I can understand him not wanting gobs of animals around eating and not being useful, and we'd certainly discussed having chickens and some goats for butchering out, of which he would do, and they'd be kept separate. There'd also be chickens and goats that were strictly pets (minus eggs to eat). But this came totally out of the blue, and even surprised mom, since we were sitting at the dinner table for Thanksgiving.

However, ya'll are correct. There is a lot of guesstimating and jumping ahead, rather then anything solid to work with. And I won't be moving in right away, so that will see how things settle down after he gets back. I just hate having it niggle at me, until the time comes to really hash it out.

Thanks for the comments!

EquusDancer's photo
Mon 01/25/10 10:42 PM

hmmm, have you considered that he may be in a transitional period in his life, and he is trying to figure it all out. He sounds like he has no solid idea about what he wants to do...

perhaps, consider supporting him - and providing advice when asked --- while at the same time staying true to yourself and your beliefs/needs?

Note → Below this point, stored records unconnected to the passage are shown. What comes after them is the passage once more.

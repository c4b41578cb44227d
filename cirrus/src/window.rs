//! Half-open time windows and local calendar boundaries.
//!
//! Every windowed query in cirrus covers `[start, end)` in UTC. Calendar
//! windows (the current day, the previous hour) are computed in the timezone
//! of the `now` the caller supplies and only then converted to UTC.
//!
//! # Window kinds
//!
//! ```text
//! local_day        [midnight, next midnight)
//! previous_day     [previous midnight, midnight)
//! previous_hour    [hour_start - 1h, hour_start)
//! trailing(d)      [now - d, now)
//! ```
//!
//! A local day is 23 or 25 hours long when the clocks change during it.

use chrono::{
    DateTime, LocalResult, NaiveDateTime, NaiveTime, Offset, TimeDelta, TimeZone, Timelike, Utc,
};

/// A half-open interval `[start, end)` of UTC instants.
#[derive(Debug, Clone, Copy, PartialEq, Eq, Hash)]
pub struct Window {
    /// Inclusive lower bound.
    pub start: DateTime<Utc>,
    /// Exclusive upper bound.
    pub end: DateTime<Utc>,
}

impl Window {
    /// Creates a window from explicit bounds.
    pub fn new(start: DateTime<Utc>, end: DateTime<Utc>) -> Self {
        Self { start, end }
    }

    /// The window of `length` ending (exclusively) at `end`.
    pub fn trailing<Tz: TimeZone>(end: &DateTime<Tz>, length: TimeDelta) -> Self {
        let end = end.with_timezone(&Utc);
        Self {
            start: end - length,
            end,
        }
    }

    /// The current local calendar day, from local midnight to the next.
    pub fn local_day<Tz: TimeZone>(now: &DateTime<Tz>) -> Self {
        let start = local_midnight(now);
        let end = now
            .date_naive()
            .succ_opt()
            .map_or(start + TimeDelta::hours(24), |date| {
                resolve_local(now, date.and_time(NaiveTime::MIN))
            });
        Self { start, end }
    }

    /// The local calendar day before `now`'s.
    pub fn previous_local_day<Tz: TimeZone>(now: &DateTime<Tz>) -> Self {
        let end = local_midnight(now);
        let start = now
            .date_naive()
            .pred_opt()
            .map_or(end - TimeDelta::hours(24), |date| {
                resolve_local(now, date.and_time(NaiveTime::MIN))
            });
        Self { start, end }
    }

    /// The last completed local hour.
    pub fn previous_local_hour<Tz: TimeZone>(now: &DateTime<Tz>) -> Self {
        let end = local_hour_start(now);
        Self {
            start: end - TimeDelta::hours(1),
            end,
        }
    }

    /// Returns `true` if `timestamp` falls inside the window.
    pub fn contains(&self, timestamp: DateTime<Utc>) -> bool {
        self.start <= timestamp && timestamp < self.end
    }

    /// Length of the window.
    pub fn length(&self) -> TimeDelta {
        self.end - self.start
    }

    /// Returns `true` if no instant can fall inside the window.
    pub fn is_empty(&self) -> bool {
        self.start >= self.end
    }
}

/// Local midnight at the start of `now`'s calendar day, as a UTC instant.
pub fn local_midnight<Tz: TimeZone>(now: &DateTime<Tz>) -> DateTime<Utc> {
    let midnight = now.date_naive().and_time(NaiveTime::MIN);
    resolve_local(now, midnight)
}

/// Start of `now`'s local wall-clock hour, as a UTC instant.
pub fn local_hour_start<Tz: TimeZone>(now: &DateTime<Tz>) -> DateTime<Utc> {
    let local = now.naive_local();
    let hour = NaiveTime::from_hms_opt(local.hour(), 0, 0).unwrap_or(NaiveTime::MIN);
    resolve_local(now, local.date().and_time(hour))
}

/// Maps a wall-clock time in `now`'s timezone to UTC.
///
/// Ambiguous times (clocks going back) resolve to the earlier instant. Times
/// skipped by a forward transition use the offset in effect at `now`.
fn resolve_local<Tz: TimeZone>(now: &DateTime<Tz>, local: NaiveDateTime) -> DateTime<Utc> {
    match now.timezone().from_local_datetime(&local) {
        LocalResult::Single(t) | LocalResult::Ambiguous(t, _) => t.with_timezone(&Utc),
        LocalResult::None => {
            let offset = now.offset().fix();
            (local - TimeDelta::seconds(i64::from(offset.local_minus_utc()))).and_utc()
        }
    }
}


#[cfg(test)]
mod tests {
    use super::test_zones::OneTransition;
    use super::*;
    use chrono::FixedOffset;

    fn adelaide() -> FixedOffset {
        FixedOffset::east_opt(9 * 3600 + 1800).unwrap()
    }

    #[test]
    fn test_local_day_uses_local_midnight() {
        // 08:15 local on the 18th is 22:45 UTC on the 17th.
        let now = adelaide().with_ymd_and_hms(2008, 10, 18, 8, 15, 0).unwrap();
        let window = Window::local_day(&now);

        assert_eq!(window.start, Utc.with_ymd_and_hms(2008, 10, 17, 14, 30, 0).unwrap());
        assert_eq!(window.end, Utc.with_ymd_and_hms(2008, 10, 18, 14, 30, 0).unwrap());
        assert!(window.contains(now.with_timezone(&Utc)));
    }

    #[test]
    fn test_previous_local_day_ends_at_midnight() {
        let now = Utc.with_ymd_and_hms(2008, 10, 18, 16, 3, 45).unwrap();
        let window = Window::previous_local_day(&now);

        assert_eq!(window.start, Utc.with_ymd_and_hms(2008, 10, 17, 0, 0, 0).unwrap());
        assert_eq!(window.end, Utc.with_ymd_and_hms(2008, 10, 18, 0, 0, 0).unwrap());
    }

    #[test]
    fn test_previous_local_hour_half_hour_offset() {
        // 16:03 local in a +09:30 zone: the completed hour is 15:00..16:00 local.
        let now = adelaide().with_ymd_and_hms(2008, 10, 18, 16, 3, 45).unwrap();
        let window = Window::previous_local_hour(&now);

        assert_eq!(window.start, Utc.with_ymd_and_hms(2008, 10, 18, 5, 30, 0).unwrap());
        assert_eq!(window.end, Utc.with_ymd_and_hms(2008, 10, 18, 6, 30, 0).unwrap());
    }

    #[test]
    fn test_trailing_window_is_half_open() {
        let now = Utc.with_ymd_and_hms(2008, 10, 18, 16, 0, 0).unwrap();
        let window = Window::trailing(&now, TimeDelta::minutes(10));

        assert_eq!(window.length(), TimeDelta::minutes(10));
        assert!(window.contains(now - TimeDelta::minutes(10)));
        assert!(!window.contains(now));
        assert!(!window.is_empty());
    }

    #[test]
    fn test_empty_window() {
        let now = Utc.with_ymd_and_hms(2008, 10, 18, 16, 0, 0).unwrap();
        let window = Window::new(now, now);
        assert!(window.is_empty());
        assert!(!window.contains(now));
    }

    #[test]
    fn test_local_day_spans_clocks_going_back() {
        let zone = OneTransition::melbourne_autumn();
        let now = zone.with_ymd_and_hms(2024, 4, 7, 12, 0, 0).unwrap();
        let window = Window::local_day(&now);

        assert_eq!(window.start, Utc.with_ymd_and_hms(2024, 4, 6, 13, 0, 0).unwrap());
        assert_eq!(window.end, Utc.with_ymd_and_hms(2024, 4, 7, 14, 0, 0).unwrap());
        assert_eq!(window.length(), TimeDelta::hours(25));

        let late = zone.with_ymd_and_hms(2024, 4, 7, 23, 30, 0).unwrap();
        assert!(Window::local_day(&late).contains(late.with_timezone(&Utc)));
    }

    #[test]
    fn test_previous_local_day_after_clocks_go_back() {
        let zone = OneTransition::melbourne_autumn();
        let now = zone.with_ymd_and_hms(2024, 4, 8, 10, 0, 0).unwrap();
        let window = Window::previous_local_day(&now);

        assert_eq!(window.start, Utc.with_ymd_and_hms(2024, 4, 6, 13, 0, 0).unwrap());
        assert_eq!(window.end, Utc.with_ymd_and_hms(2024, 4, 7, 14, 0, 0).unwrap());
    }

    #[test]
    fn test_local_day_spans_clocks_going_forward() {
        let zone = OneTransition::melbourne_spring();
        let now = zone.with_ymd_and_hms(2024, 10, 6, 12, 0, 0).unwrap();
        let window = Window::local_day(&now);

        assert_eq!(window.start, Utc.with_ymd_and_hms(2024, 10, 5, 14, 0, 0).unwrap());
        assert_eq!(window.end, Utc.with_ymd_and_hms(2024, 10, 6, 13, 0, 0).unwrap());
        assert_eq!(window.length(), TimeDelta::hours(23));
    }

    #[test]
    fn test_repeated_wall_clock_hour_takes_earlier_instant() {
        let zone = OneTransition::melbourne_autumn();
        // 02:40 +10:00 is the second pass through 02:00..03:00 local.
        let now = zone.from_utc_datetime(&utc_naive(2024, 4, 6, 16, 40));
        assert_eq!(local_hour_start(&now), Utc.with_ymd_and_hms(2024, 4, 6, 15, 0, 0).unwrap());
    }

    fn utc_naive(y: i32, m: u32, d: u32, h: u32, min: u32) -> NaiveDateTime {
        Utc.with_ymd_and_hms(y, m, d, h, min, 0).unwrap().naive_utc()
    }
}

Then, if it's meant to be, it's meant to be... why "drive off the cliff" emotionally - perhaps just let it play itself out...???


You made a good point here. His plans and ideas have flip-flopped all over the place, which is why I've been somewhat leery. And it's also why I've basically let it go at we'll talk when he gets home.

no photo
Tue 01/26/10 08:04 PM

I fell in love with a guy from a dating website. What I didn't realize was that he didn't like animals, he tolerated our dog until
after we got married. We wound up getting rid of our dog because he
made our dog seem like a nuisance and my marriage was more important than the dog. To keep peace I figured it was easier to get rid of the dog.

A year ago, my husband walked out of our life and moved back in with his exwife after 3 1/2 years of marriage. I am now divorced, I've lost my family, my home, my financial stability - my finances are in shambles and I've spent more time in court this past year then I haven't. Nor does my son have his dog that he dearly loved and I regret ever meeting this man. He was a very Type "A" person, his way or the highway.

Now it's MY way and I am considering getting a new dog for my son. I will never ever be able to replace Bailey but I can make us a dog family again. Maybe I'll visit the local shelter soon. Just think long and hard before you make any decisions you'll regret later.